→ **THE PROBLEM**:
Copy, from the data below, each line that has the word "ClientConfig".

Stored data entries
= Beginning of Section =
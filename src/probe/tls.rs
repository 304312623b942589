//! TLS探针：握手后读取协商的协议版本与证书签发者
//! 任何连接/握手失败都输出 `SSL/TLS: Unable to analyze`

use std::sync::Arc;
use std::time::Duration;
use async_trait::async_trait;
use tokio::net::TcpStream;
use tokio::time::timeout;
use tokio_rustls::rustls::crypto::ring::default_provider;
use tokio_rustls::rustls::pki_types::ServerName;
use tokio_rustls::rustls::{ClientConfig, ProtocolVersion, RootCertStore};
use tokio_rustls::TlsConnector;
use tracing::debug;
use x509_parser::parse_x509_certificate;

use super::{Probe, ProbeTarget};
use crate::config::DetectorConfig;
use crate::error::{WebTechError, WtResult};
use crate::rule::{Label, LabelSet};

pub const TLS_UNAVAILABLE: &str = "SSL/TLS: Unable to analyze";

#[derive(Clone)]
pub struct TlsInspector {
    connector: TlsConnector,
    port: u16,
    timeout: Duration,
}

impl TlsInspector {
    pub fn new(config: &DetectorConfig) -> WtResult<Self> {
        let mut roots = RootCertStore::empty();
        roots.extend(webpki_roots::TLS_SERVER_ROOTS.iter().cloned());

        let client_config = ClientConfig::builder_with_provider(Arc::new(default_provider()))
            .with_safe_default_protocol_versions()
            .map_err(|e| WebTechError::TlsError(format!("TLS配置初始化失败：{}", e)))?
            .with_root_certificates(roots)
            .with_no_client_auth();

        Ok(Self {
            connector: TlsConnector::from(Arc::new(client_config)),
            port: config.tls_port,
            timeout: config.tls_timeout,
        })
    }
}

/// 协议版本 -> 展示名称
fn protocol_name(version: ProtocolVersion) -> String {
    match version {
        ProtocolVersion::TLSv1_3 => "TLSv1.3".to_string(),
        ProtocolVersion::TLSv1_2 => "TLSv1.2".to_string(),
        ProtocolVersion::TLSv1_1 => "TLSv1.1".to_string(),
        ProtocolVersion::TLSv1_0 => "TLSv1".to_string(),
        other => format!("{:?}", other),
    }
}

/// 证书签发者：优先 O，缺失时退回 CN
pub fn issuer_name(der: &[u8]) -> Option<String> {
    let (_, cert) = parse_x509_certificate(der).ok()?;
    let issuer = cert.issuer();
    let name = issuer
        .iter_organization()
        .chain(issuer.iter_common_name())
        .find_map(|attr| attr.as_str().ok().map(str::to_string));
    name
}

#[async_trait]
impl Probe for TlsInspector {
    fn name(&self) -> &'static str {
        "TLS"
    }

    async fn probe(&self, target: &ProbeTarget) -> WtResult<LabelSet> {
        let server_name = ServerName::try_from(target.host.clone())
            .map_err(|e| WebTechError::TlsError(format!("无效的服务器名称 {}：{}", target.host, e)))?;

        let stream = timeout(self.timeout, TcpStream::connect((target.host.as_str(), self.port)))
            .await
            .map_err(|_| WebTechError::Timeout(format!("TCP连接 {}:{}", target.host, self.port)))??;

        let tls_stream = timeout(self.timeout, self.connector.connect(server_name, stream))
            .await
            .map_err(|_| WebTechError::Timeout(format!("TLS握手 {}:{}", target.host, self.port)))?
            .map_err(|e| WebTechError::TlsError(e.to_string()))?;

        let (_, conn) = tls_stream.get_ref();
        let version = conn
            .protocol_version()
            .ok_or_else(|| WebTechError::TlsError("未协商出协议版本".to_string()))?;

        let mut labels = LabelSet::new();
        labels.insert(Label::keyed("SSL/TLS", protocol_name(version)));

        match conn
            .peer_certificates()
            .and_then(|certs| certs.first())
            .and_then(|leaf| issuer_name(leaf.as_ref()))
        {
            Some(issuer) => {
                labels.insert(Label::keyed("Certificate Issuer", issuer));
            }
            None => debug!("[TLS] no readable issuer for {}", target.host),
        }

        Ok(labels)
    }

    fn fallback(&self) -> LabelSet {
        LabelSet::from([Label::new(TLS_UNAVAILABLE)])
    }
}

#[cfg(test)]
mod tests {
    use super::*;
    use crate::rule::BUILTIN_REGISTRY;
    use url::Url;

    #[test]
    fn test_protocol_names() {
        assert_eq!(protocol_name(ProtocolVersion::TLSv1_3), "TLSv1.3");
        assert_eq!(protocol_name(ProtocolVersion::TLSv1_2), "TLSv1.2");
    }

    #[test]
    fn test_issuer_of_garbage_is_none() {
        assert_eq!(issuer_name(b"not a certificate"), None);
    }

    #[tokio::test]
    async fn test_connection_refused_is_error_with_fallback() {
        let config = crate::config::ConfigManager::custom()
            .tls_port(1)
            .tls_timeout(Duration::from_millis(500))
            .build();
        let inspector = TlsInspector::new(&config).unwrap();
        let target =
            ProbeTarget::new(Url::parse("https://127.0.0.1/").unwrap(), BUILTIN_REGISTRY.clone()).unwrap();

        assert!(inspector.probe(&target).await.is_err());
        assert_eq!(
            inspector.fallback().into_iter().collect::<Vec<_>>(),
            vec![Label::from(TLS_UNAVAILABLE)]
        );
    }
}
= End of Section =
= Beginning of Section =
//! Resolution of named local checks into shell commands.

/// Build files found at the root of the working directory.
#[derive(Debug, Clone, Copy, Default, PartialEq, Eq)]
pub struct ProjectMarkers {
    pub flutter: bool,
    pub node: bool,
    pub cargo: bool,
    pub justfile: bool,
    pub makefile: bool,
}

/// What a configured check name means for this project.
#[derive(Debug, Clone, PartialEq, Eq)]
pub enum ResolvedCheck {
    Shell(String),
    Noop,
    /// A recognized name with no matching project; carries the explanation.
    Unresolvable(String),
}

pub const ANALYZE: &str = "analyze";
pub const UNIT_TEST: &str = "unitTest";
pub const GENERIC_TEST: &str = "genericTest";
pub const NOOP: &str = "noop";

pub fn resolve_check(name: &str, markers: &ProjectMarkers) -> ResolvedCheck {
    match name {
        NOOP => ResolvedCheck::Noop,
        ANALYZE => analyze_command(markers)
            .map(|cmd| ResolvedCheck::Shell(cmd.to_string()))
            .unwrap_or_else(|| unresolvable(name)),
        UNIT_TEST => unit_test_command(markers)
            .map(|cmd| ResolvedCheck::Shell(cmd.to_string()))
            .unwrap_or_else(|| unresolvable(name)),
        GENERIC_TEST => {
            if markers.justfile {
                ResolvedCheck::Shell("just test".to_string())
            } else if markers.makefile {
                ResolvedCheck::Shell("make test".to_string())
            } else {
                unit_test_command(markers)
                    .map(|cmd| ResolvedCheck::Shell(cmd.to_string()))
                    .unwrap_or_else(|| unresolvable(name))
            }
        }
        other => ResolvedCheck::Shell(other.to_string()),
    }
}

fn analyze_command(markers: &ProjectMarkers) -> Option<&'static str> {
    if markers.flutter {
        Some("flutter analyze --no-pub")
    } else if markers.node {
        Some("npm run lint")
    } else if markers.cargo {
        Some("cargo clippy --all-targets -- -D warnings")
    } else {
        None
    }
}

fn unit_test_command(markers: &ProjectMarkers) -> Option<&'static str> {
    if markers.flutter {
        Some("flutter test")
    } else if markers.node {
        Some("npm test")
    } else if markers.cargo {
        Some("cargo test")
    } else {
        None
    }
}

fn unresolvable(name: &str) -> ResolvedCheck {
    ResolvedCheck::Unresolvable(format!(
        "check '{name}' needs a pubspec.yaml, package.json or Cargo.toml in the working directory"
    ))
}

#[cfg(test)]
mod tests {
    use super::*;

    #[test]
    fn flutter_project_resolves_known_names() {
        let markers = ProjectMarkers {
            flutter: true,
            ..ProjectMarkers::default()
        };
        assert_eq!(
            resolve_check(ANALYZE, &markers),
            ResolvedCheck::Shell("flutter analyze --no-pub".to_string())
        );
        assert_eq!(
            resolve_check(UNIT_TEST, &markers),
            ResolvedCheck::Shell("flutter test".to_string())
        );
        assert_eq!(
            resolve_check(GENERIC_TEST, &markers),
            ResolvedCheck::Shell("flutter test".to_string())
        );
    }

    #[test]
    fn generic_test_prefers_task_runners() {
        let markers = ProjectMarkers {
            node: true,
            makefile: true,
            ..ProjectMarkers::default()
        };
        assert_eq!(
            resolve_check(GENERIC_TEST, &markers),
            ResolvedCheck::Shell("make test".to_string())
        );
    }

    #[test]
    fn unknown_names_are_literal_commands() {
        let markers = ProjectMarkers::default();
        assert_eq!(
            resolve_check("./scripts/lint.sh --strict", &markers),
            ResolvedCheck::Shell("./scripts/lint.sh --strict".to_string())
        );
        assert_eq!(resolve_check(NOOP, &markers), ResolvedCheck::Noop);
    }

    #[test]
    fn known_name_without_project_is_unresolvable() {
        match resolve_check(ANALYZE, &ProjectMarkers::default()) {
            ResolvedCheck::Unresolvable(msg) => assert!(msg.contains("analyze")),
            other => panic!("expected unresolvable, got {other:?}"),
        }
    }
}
= End of Section =
= Beginning of Section =
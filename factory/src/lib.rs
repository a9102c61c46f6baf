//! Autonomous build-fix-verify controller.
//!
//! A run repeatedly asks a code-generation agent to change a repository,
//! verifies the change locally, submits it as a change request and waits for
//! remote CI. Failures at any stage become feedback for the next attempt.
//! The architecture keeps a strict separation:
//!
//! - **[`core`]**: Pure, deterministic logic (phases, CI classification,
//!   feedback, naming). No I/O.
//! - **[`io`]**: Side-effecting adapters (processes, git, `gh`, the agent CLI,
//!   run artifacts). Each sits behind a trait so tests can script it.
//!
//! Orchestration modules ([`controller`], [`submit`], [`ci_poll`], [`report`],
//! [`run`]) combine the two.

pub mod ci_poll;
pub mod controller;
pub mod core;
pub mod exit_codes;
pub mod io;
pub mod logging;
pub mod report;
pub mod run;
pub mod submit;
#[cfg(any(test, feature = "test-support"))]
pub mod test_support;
= End of Section =
→ **EXERCISE SOLUTION**:
use tokio_rustls::rustls::{ClientConfig, ProtocolVersion, RootCertStore};
        let client_config = ClientConfig::builder_with_provider(Arc::new(default_provider()))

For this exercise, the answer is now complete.